Baca berita dengan sedikit iklan, klik di sini
LANTUNAN ayat suci Al-Quran berkumandang di teras rumah pemimpin Pondok Pesantren Kebon Jambu, Babakan, Ciwaringin, Kabupaten Cirebon, Jawa Barat. Dengan sabar, sang pemimpin pondok pesantren, Nyai Hajah Masriyah Amva, 54 tahun, membimbing puluhan santri muda mendaras ayat. Sesuatu yang tak lazim dalam tradisi pesantren: perempuan memimpin pesantren. Saban Ramadan selepas asar, santri rutin mengaji di emper rumah Masriyah.
Masriyah satu-satunya perempuan di Indonesia yang memimpin pondok pesantren. Tampuk kepemimpinan pondok harus dia panggul setelah suaminya, Kiai Haji Muhammad, wafat sepuluh tahun lalu. Sepeninggal suami, ia harus sendiri mendidik tujuh anak. Sempat ragu, akhirnya lulusan madrasah aliyah ini bertekad meneruskan suaminya memimpin pondok. Masriyah meruntuhkan pandangan bahwa mengasuh pondok pesantren adalah tugas lagi-laki. "Dengan memimpin pondok, saya merasa hidup saya lebih bermakna untuk orang lain."
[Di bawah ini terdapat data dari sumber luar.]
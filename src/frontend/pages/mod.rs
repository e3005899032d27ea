//! Page components for the CS Courses client

mod courses;
mod js_lesson;
mod jsbasics;
mod landing;
mod not_found;
mod project_detail;
mod projects;
mod python_lesson;
mod track;

pub use courses::CoursesPage;
pub use js_lesson::JsLessonPage;
pub use jsbasics::JsBasicsPage;
pub use landing::LandingPage;
pub use not_found::NotFound;
pub use project_detail::ProjectDetailPage;
pub use projects::{ProjectCatalogPage, ProjectsPage, PythonProjectsPage};
pub use python_lesson::{PythonLessonPage, quiz_score};
pub use track::TrackPage;
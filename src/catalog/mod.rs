//! Compiled-in course, lesson and project content.
//!
//! Everything here is declared once and never mutated. Lookups by slug hand
//! back `&'static` records or a [`CatalogError`] the web layer turns into a 404.

pub use filter::*;

mod admin;
mod courses;
mod filter;
mod jsbasics;
mod projects;
mod python;

use crate::common::CatalogError;
use crate::models::{
    Activity, Course, CourseModule, DashboardStat, Lesson, Project, ProjectCatalog, ProjectDetail,
    PythonLesson, SidebarItem, SidebarLink, Track,
};

pub fn courses() -> &'static [Course] {
    courses::COURSES
}

pub fn course(track: Track) -> Result<&'static Course, CatalogError> {
    courses::COURSES
        .iter()
        .find(|c| c.track == track)
        .ok_or_else(|| CatalogError::UnknownTrack(track.to_string()))
}

pub fn course_by_slug(slug: &str) -> Result<&'static Course, CatalogError> {
    course(slug.parse::<Track>()?)
}

/// Ordered modules of the JavaScript Basics course
pub fn js_modules() -> &'static [CourseModule] {
    jsbasics::MODULES
}

pub fn js_lesson(slug: &str) -> Result<&'static Lesson, CatalogError> {
    jsbasics::LESSONS
        .iter()
        .find(|l| l.slug == slug)
        .ok_or_else(|| CatalogError::UnknownLesson(slug.to_string()))
}

/// Previous and next module around a lesson, for the lesson footer links
pub fn js_neighbours(slug: &str) -> (Option<&'static CourseModule>, Option<&'static CourseModule>) {
    let modules = jsbasics::MODULES;
    match modules.iter().position(|m| m.path.ends_with(&format!("/{slug}"))) {
        Some(i) => (
            i.checked_sub(1).and_then(|p| modules.get(p)),
            modules.get(i + 1),
        ),
        None => (None, None),
    }
}

pub fn python_lessons() -> &'static [PythonLesson] {
    python::LESSONS
}

pub fn python_lesson(id: &str) -> Result<&'static PythonLesson, CatalogError> {
    python::LESSONS
        .iter()
        .find(|l| l.id == id)
        .ok_or_else(|| CatalogError::UnknownLesson(id.to_string()))
}

pub fn projects(catalog: ProjectCatalog) -> &'static [Project] {
    projects::for_catalog(catalog)
}

pub fn project(catalog: ProjectCatalog, id: u32) -> Result<&'static Project, CatalogError> {
    projects::for_catalog(catalog)
        .iter()
        .find(|p| p.id == id)
        .ok_or_else(|| CatalogError::UnknownProject {
            catalog: catalog.to_string(),
            id,
        })
}

/// Long-form write-up for a project page. Not every project has one.
pub fn project_detail(catalog: ProjectCatalog, id: u32) -> Option<&'static ProjectDetail> {
    projects::detail(catalog, id)
}

pub fn project_categories(catalog: ProjectCatalog) -> Vec<&'static str> {
    categories(projects::for_catalog(catalog))
}

pub fn sidebar() -> &'static [SidebarItem] {
    admin::SIDEBAR
}

pub fn dashboard_stats() -> &'static [DashboardStat] {
    admin::STATS
}

pub fn recent_activity() -> &'static [Activity] {
    admin::ACTIVITY
}

/// Resolve an admin path to the sidebar entry (or sub-entry) it names
pub fn admin_section(path: &str) -> Option<(&'static SidebarItem, Option<&'static SidebarLink>)> {
    admin::SIDEBAR.iter().find_map(|item| {
        if item.path == path {
            Some((item, None))
        } else {
            item.sub_items
                .iter()
                .find(|s| s.path == path)
                .map(|s| (item, Some(s)))
        }
    })
}

#[cfg(test)]
mod tests {
    use super::*;

    #[test]
    fn test_every_track_has_a_course() {
        for track in Track::ALL {
            assert_eq!(course(track).unwrap().track, track);
        }
        assert!(course_by_slug("rust").is_err());
    }

    #[test]
    fn test_every_js_module_has_a_lesson() {
        for module in js_modules() {
            let slug = module.path.rsplit('/').next().unwrap();
            let lesson = js_lesson(slug).unwrap();
            assert!(!lesson.samples.is_empty(), "{slug} has no samples");
            assert!(!lesson.exercises.is_empty(), "{slug} has no exercises");
        }
    }

    #[test]
    fn test_js_neighbours_at_edges() {
        let (prev, next) = js_neighbours("variables-and-datatypes");
        assert!(prev.is_none());
        assert_eq!(next.unwrap().title, "Objects and Arrays");

        let (prev, next) = js_neighbours("error-handling");
        assert_eq!(prev.unwrap().title, "Asynchronous JavaScript");
        assert!(next.is_none());
    }

    #[test]
    fn test_unknown_python_lesson() {
        assert_eq!(
            python_lesson("generators").unwrap_err(),
            CatalogError::UnknownLesson("generators".to_string())
        );
    }

    #[test]
    fn test_project_ids_are_unique_per_catalog() {
        for catalog in ProjectCatalog::ALL {
            let items = projects(catalog);
            for p in items {
                assert_eq!(items.iter().filter(|q| q.id == p.id).count(), 1);
            }
        }
    }

    #[test]
    fn test_only_code_gated_catalog_carries_codes() {
        use crate::models::DownloadPolicy;

        for catalog in ProjectCatalog::ALL {
            let gated = catalog.download_policy() == DownloadPolicy::CodeRequired;
            for p in projects(catalog) {
                assert_eq!(p.requires_code(), gated, "{} / {}", catalog, p.title);
            }
        }
    }

    #[test]
    fn test_every_detail_belongs_to_a_project() {
        for catalog in ProjectCatalog::ALL {
            for p in projects(catalog) {
                if let Some(detail) = project_detail(catalog, p.id) {
                    assert_eq!((detail.catalog, detail.id), (catalog, p.id));
                    assert!(!detail.overview.is_empty(), "{}", p.title);
                }
            }
        }
        assert!(project_detail(ProjectCatalog::Cpp, 5).is_none());
        assert!(project_detail(ProjectCatalog::Oop, 99).is_none());
    }

    #[test]
    fn test_admin_section_resolves_sub_items() {
        let (item, sub) = admin_section("/admin/courses/add").unwrap();
        assert_eq!(item.title, "Courses");
        assert_eq!(sub.unwrap().title, "Add Course");

        let (item, sub) = admin_section("/admin/analytics").unwrap();
        assert_eq!(item.title, "Analytics");
        assert!(sub.is_none());

        assert!(admin_section("/admin/billing").is_none());
    }
}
Tak lama setelah suaminya meninggal, Masriyah sempat merasa gundah. Dalam kegelisahannya, ia mencurahkan isi hati kepada Tuhan melalui tulisan tangan dalam bentuk puisi. Belakangan, antologi puisinya diterbitkan Kompas: Ketika Aku Gila Cinta (2007), Setumpuk Surat Cinta (2008), dan Ingin Dimabuk Asmara (2009). Masriyah juga menulis buku laris, Bangkit dari Terpuruk (2014) dan Indahnya Doa Rasulullah Bagiku (2014).
Ternyata buku curahan isi hati Bangkit dari Terpuruk itu mendapat tanggapan luar biasa. Ratusan orang datang kepadanya untuk berbagi pengalaman hidup, meminta petuah, dan belajar mengaji. Ia juga gigih membesarkan pondok. Saat awal ia memimpin, pondoknya hanya memiliki 350 santri. Sekarang jumlahnya melonjak tajam menjadi 1.200 santri. Bangunan pesantren dalam kawasan seluas tiga hektare itu juga bertambah. Bangunan pondok yang semula berupa bilik sederhana kini berganti jadi bangunan modern.
Kepada para santrinya, perempuan ini menebarkan pesan Islam yang damai. Ia juga berbicara tentang perlunya perempuan kuat. Tamu dari berbagai latar belakang agama dan keyakinan bertandang ke rumahnya. Banyak juga tamu dari negara asing. Menurut dia, kedudukan manusia sama di hadapan Tuhan. "Tuhan tidak pernah membeda-bedakan makhluk ketika memberikan berkah," kata Masriyah.
Kerja keras dan pemikiran Masriyah ini diapresiasi Aliansi Jurnalis Independen Indonesia, yang memberinya Penghargaan S.K. Trimurti pada 2014. S.K. Trimurti adalah jurnalis perempuan yang juga aktivis pergerakan perempuan. Organisasi wartawan itu menilai Masriyah berani memimpin pondok pesantren di tengah meningkatnya gerakan intoleransi. Salah satu Ketua Komisi Nasional Perempuan, Masruchah, menyatakan Masriyah mendobrak budaya patriarki yang masih berkembang di Indonesia. "Ia simbol pembaruan Islam dalam isu gender," ujar Masruchah.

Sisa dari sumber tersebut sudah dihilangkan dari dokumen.